Task details »
Across these entries, report how many lines include the string "explicit", with nothing but the number.

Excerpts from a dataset

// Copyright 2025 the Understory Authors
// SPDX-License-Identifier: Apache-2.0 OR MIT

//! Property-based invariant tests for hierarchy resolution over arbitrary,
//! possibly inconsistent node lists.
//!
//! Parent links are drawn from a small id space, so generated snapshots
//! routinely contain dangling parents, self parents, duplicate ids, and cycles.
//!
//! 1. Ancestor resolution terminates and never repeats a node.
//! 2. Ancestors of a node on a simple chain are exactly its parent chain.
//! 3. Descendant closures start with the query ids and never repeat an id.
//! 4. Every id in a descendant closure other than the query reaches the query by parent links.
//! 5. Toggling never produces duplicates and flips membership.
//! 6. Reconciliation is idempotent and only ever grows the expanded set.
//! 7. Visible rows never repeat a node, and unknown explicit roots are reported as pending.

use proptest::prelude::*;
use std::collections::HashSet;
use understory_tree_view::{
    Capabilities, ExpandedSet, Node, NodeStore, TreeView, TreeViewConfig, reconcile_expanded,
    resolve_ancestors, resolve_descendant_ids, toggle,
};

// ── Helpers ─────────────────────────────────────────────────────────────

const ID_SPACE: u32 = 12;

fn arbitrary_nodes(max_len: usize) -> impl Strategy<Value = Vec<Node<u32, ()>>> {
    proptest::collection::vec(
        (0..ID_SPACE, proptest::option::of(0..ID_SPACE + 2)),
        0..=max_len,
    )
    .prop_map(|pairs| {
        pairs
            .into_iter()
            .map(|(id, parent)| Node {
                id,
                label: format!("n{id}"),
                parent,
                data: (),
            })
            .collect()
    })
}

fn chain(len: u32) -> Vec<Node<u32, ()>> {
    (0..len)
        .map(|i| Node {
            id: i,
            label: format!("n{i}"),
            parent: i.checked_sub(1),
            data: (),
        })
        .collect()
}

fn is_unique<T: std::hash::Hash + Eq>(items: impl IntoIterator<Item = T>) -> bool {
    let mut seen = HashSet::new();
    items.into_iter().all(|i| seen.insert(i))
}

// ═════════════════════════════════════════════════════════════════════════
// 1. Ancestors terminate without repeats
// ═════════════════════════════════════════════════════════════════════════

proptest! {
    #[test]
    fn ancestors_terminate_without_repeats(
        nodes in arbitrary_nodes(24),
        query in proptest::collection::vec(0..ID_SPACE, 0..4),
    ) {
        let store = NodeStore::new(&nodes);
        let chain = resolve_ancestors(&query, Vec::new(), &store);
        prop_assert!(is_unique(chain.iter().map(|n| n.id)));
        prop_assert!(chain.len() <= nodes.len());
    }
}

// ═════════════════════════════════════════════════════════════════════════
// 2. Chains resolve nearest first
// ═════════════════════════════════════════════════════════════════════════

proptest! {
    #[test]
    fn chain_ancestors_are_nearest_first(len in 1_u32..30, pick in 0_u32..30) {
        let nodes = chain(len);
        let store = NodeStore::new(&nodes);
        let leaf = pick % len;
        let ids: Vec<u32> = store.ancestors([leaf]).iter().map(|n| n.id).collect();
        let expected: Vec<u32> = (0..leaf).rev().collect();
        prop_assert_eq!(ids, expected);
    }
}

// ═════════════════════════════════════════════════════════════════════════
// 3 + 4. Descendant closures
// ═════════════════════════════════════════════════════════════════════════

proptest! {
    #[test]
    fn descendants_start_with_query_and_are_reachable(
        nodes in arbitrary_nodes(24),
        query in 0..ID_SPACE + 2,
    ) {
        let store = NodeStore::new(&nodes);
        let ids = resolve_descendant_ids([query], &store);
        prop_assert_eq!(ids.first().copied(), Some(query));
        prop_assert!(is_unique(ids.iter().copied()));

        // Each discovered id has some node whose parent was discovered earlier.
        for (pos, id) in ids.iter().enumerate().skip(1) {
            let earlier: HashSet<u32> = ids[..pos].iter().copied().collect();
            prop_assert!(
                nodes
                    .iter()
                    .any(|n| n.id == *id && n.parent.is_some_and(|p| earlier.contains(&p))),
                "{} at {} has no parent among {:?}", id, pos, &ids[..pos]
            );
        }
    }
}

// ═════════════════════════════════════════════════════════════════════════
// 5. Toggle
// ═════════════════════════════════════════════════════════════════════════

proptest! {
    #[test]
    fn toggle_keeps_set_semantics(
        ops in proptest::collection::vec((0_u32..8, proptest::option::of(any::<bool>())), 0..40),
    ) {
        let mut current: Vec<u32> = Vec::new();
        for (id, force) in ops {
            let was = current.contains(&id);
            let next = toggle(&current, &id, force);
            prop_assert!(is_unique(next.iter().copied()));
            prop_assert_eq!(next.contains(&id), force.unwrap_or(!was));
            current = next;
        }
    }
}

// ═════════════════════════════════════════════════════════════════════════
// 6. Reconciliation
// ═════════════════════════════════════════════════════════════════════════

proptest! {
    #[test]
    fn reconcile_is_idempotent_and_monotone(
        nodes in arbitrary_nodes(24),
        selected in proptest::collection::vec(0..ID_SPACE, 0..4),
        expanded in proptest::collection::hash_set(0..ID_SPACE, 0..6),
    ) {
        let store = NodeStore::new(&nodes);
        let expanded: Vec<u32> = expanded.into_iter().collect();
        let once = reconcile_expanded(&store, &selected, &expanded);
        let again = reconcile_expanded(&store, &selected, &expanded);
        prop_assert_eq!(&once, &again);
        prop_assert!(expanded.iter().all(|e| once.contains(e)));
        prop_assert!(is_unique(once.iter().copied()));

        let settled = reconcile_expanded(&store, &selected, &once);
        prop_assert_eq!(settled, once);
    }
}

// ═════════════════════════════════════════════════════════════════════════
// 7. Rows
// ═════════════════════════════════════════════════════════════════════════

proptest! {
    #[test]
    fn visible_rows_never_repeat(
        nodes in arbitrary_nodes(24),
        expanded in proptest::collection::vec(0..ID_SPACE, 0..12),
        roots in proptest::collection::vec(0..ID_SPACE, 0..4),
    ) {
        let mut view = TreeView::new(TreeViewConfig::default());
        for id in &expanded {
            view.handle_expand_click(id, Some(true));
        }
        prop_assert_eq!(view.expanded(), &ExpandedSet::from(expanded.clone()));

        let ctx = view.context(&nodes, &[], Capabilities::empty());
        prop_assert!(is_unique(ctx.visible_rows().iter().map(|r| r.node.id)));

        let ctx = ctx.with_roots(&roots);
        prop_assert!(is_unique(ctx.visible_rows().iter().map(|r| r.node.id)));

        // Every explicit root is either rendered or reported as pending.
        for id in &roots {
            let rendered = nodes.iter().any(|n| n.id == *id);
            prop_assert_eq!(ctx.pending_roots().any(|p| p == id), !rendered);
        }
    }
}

==

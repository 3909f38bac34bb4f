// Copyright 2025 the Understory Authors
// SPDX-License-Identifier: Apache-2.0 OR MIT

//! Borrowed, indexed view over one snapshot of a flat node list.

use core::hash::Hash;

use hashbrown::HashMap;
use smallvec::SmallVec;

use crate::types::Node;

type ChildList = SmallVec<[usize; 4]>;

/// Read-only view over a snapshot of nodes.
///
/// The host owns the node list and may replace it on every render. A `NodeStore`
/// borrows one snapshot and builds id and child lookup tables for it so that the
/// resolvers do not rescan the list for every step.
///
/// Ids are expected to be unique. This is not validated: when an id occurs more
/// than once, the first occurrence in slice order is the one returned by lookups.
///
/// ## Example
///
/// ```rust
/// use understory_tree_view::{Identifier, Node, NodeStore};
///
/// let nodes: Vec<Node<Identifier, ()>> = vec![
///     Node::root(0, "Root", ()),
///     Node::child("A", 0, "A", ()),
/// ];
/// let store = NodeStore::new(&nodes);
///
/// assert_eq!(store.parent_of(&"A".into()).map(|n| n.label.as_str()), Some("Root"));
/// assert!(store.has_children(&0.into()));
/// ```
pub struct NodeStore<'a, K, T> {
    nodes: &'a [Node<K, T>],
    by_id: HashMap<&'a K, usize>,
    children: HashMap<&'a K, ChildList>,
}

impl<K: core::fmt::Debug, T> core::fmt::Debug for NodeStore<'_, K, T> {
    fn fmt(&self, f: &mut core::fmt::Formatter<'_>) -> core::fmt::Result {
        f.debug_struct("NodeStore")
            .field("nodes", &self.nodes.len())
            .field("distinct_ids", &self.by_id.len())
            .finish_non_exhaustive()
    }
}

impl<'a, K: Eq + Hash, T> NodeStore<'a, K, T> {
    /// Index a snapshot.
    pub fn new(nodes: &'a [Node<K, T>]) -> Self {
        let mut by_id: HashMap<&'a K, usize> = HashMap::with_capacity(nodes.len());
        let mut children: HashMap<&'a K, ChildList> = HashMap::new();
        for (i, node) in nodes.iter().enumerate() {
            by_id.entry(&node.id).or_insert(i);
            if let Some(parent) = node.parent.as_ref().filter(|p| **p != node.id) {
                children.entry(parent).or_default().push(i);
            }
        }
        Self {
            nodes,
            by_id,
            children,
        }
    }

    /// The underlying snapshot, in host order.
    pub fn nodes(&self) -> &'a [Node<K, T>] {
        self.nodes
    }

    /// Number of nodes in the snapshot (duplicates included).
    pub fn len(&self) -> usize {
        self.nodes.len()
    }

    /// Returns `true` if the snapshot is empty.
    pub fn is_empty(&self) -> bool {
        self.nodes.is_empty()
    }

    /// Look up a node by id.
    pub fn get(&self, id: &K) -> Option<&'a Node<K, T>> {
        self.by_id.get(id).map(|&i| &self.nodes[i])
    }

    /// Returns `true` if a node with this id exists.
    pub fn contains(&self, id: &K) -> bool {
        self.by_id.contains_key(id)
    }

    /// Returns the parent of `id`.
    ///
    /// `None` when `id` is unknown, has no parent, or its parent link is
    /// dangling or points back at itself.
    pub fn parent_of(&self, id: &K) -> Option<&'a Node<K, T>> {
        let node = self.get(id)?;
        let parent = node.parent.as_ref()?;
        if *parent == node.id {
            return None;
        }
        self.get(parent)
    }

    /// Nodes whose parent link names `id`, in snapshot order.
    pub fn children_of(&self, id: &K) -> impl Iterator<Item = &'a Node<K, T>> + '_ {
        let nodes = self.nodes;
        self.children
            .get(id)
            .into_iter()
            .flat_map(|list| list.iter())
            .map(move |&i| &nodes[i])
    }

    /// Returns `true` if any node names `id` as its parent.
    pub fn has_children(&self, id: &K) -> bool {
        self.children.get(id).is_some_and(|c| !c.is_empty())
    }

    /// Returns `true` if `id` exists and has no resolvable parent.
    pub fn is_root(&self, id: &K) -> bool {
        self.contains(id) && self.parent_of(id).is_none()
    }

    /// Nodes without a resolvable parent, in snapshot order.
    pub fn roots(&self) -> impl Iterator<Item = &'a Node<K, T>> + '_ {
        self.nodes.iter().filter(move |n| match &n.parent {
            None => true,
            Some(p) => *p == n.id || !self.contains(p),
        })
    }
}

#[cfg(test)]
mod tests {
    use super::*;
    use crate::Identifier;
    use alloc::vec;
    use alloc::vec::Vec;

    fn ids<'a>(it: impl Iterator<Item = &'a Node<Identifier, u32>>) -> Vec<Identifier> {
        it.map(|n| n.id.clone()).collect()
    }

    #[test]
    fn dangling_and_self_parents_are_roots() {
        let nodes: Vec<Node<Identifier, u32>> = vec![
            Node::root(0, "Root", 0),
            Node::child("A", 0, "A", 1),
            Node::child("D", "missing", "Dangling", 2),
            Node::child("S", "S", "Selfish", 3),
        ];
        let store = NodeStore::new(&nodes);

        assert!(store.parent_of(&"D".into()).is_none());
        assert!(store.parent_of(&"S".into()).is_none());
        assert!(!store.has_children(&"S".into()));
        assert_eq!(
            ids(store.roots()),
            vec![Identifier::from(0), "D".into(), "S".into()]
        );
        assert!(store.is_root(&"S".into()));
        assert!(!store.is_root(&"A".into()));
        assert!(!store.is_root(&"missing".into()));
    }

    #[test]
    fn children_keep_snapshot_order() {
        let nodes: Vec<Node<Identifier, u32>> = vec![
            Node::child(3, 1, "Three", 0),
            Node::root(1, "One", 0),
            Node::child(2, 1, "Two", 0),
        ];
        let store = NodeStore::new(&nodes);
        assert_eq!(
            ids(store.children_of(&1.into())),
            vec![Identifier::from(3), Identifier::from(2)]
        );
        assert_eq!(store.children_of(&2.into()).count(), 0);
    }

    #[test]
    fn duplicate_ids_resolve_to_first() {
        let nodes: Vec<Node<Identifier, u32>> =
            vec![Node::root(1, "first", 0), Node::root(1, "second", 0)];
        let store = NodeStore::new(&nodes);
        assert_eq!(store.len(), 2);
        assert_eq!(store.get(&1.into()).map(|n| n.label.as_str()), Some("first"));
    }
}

Solution »
2